• _What to work on_: Please copy each line of the records below that includes the word "hate".
-- Information follows --
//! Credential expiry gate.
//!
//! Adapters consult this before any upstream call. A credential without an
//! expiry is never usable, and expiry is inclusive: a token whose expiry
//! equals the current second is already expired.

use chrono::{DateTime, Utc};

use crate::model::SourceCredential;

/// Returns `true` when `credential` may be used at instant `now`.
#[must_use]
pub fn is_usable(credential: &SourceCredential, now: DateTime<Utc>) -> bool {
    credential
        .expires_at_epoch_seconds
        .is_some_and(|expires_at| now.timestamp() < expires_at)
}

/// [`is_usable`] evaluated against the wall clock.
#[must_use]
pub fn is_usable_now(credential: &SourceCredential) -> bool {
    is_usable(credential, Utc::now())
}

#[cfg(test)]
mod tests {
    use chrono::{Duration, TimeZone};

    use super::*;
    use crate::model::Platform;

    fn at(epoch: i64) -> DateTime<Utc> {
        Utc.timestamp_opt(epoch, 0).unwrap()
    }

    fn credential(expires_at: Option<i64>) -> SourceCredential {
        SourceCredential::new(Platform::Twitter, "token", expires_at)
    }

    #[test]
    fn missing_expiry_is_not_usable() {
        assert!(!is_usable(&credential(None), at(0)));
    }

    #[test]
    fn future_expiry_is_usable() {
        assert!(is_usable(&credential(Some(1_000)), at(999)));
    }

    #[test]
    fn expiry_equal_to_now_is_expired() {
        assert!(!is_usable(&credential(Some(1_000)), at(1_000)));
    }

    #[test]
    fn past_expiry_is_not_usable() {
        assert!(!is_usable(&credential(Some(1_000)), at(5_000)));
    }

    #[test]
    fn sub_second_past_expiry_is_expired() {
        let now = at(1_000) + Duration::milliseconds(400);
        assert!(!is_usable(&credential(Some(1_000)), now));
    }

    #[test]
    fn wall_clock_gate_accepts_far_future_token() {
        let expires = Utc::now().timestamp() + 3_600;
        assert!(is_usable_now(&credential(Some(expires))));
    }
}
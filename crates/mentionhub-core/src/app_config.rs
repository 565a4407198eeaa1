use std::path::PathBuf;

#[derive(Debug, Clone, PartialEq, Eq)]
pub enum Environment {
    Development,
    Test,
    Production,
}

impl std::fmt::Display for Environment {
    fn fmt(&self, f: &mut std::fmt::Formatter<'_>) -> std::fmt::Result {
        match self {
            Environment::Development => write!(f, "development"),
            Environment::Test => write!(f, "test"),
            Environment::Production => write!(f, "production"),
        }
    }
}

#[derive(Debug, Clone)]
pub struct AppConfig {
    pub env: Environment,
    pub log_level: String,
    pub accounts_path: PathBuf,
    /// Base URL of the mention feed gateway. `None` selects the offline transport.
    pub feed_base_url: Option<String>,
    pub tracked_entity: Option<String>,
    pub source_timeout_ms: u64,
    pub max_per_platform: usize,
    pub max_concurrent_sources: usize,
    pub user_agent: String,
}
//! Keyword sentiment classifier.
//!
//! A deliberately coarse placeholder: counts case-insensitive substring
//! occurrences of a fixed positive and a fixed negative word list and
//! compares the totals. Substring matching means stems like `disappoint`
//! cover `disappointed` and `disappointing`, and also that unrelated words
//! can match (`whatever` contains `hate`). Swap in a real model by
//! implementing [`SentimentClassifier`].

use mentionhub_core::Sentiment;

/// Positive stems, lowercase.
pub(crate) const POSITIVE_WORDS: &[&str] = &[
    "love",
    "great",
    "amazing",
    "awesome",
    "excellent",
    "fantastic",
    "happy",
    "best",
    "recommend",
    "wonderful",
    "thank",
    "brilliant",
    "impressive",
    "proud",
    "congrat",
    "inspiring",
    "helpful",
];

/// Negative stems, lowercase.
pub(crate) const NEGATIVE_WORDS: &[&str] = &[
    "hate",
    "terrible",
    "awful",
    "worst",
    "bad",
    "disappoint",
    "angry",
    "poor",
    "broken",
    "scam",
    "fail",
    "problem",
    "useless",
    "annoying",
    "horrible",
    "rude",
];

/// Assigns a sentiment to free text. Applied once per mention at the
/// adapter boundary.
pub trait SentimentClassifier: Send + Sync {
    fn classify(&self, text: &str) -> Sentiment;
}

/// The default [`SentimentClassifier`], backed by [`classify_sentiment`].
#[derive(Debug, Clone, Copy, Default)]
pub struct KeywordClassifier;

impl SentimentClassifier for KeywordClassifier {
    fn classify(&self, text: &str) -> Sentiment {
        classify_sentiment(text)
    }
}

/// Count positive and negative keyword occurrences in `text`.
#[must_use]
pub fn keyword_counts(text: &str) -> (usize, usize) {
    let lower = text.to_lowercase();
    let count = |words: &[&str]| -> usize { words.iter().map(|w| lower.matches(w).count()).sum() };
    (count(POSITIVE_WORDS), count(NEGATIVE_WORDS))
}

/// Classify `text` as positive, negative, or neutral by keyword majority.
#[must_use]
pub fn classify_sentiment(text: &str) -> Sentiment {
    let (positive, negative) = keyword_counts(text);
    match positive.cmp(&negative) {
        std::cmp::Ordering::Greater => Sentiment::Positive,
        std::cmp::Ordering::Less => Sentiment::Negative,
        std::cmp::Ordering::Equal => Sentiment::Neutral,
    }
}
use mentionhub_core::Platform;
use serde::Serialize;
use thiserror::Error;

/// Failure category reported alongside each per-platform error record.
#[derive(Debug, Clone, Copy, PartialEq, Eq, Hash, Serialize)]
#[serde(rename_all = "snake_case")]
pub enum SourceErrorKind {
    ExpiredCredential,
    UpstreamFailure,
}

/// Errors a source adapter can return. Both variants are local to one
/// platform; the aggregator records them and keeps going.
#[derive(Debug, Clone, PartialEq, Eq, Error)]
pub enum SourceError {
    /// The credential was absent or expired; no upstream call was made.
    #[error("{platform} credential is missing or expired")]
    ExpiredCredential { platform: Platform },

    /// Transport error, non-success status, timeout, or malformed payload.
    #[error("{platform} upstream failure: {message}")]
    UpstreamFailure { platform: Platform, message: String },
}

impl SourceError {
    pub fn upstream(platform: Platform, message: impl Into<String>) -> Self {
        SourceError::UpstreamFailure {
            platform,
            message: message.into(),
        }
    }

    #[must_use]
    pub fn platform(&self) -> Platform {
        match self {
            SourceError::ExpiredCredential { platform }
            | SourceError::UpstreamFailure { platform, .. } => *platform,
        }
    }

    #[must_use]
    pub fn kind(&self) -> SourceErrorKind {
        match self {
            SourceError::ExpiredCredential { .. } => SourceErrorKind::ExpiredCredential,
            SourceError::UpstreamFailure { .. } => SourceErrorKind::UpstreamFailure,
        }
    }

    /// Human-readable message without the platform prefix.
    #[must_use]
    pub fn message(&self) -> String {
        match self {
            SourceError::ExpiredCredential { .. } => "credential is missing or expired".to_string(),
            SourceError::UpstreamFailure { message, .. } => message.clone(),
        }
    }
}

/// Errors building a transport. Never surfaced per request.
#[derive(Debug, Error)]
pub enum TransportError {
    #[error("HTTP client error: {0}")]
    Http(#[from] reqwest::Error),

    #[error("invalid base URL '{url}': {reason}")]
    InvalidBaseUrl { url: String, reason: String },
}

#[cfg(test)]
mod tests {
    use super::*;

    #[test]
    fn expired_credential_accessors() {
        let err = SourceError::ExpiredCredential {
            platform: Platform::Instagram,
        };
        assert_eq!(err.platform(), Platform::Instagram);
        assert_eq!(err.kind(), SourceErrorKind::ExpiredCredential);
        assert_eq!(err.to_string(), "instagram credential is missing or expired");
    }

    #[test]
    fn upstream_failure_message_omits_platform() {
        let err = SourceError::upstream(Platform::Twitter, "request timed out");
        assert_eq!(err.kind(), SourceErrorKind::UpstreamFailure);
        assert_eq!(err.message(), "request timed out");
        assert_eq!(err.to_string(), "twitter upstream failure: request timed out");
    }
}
-- Information concluded --
• _Your solution_:
//! can match (`whatever` contains `hate`). Swap in a real model by
    "hate",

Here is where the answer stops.